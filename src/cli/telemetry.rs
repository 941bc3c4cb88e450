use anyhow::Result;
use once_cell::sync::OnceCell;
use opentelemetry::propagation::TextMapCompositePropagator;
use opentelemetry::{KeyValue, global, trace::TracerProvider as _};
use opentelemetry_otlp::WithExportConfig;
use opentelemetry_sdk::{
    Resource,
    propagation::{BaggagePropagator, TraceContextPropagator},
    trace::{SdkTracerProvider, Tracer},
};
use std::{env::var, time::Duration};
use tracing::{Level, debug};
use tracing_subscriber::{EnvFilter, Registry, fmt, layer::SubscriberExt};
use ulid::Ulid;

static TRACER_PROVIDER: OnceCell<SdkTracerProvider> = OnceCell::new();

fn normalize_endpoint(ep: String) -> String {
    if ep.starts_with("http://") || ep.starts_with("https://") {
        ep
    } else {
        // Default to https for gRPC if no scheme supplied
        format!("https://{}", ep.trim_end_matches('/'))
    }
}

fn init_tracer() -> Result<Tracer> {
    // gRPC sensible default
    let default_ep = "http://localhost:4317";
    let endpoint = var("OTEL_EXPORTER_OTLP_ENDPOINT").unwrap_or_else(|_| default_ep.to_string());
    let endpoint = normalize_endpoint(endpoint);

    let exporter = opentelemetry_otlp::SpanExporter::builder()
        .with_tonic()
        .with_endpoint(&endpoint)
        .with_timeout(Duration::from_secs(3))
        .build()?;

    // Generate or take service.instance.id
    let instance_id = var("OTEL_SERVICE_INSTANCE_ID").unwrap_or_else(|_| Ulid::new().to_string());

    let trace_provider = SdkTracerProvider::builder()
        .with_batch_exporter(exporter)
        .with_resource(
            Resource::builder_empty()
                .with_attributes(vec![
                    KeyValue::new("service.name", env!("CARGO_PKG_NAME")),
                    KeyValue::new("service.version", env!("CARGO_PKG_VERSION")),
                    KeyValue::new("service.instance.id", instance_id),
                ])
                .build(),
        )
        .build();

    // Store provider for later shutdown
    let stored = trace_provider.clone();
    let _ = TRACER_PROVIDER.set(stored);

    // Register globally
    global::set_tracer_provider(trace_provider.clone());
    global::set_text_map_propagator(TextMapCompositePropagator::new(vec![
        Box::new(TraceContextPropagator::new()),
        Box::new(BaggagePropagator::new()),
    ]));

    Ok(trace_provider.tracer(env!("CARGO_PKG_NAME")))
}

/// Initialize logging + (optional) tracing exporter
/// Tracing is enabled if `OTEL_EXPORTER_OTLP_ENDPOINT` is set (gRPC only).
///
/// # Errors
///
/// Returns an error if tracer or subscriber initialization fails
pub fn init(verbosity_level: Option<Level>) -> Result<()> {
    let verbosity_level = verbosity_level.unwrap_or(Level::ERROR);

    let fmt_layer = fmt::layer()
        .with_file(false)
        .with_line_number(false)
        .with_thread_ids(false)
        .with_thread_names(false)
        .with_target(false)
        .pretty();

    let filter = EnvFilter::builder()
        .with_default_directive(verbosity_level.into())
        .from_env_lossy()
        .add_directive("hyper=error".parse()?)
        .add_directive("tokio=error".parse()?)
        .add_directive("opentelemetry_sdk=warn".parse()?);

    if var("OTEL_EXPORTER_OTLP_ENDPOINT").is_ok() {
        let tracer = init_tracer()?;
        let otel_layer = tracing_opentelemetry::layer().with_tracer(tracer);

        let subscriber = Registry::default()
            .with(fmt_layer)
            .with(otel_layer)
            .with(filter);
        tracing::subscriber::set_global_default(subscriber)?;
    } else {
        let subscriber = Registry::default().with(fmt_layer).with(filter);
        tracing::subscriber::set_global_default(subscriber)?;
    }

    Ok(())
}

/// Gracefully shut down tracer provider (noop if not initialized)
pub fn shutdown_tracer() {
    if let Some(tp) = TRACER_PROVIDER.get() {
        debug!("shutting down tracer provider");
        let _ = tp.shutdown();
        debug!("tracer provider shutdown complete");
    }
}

--

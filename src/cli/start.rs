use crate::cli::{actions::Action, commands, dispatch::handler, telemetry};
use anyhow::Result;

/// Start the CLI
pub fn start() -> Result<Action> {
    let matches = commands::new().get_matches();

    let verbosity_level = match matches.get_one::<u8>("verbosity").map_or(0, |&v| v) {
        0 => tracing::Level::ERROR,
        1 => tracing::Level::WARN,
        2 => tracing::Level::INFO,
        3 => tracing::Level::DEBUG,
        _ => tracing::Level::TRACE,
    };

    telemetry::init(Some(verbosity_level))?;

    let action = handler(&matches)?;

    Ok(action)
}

> [PROBLEM TO WORK ON]: For this task, write out exactly the lines of the entries above, starting at the line with "use ulid::Ulid;" and ending at the line with "or take service.instance.id", both included, and no others.

> [OUTPUT FOR THIS TASK]:
use ulid::Ulid;

static TRACER_PROVIDER: OnceCell<SdkTracerProvider> = OnceCell::new();

fn normalize_endpoint(ep: String) -> String {
    if ep.starts_with("http://") || ep.starts_with("https://") {
        ep
    } else {
        // Default to https for gRPC if no scheme supplied
        format!("https://{}", ep.trim_end_matches('/'))
    }
}

fn init_tracer() -> Result<Tracer> {
    // gRPC sensible default
    let default_ep = "http://localhost:4317";
    let endpoint = var("OTEL_EXPORTER_OTLP_ENDPOINT").unwrap_or_else(|_| default_ep.to_string());
    let endpoint = normalize_endpoint(endpoint);

    let exporter = opentelemetry_otlp::SpanExporter::builder()
        .with_tonic()
        .with_endpoint(&endpoint)
        .with_timeout(Duration::from_secs(3))
        .build()?;

    // Generate or take service.instance.id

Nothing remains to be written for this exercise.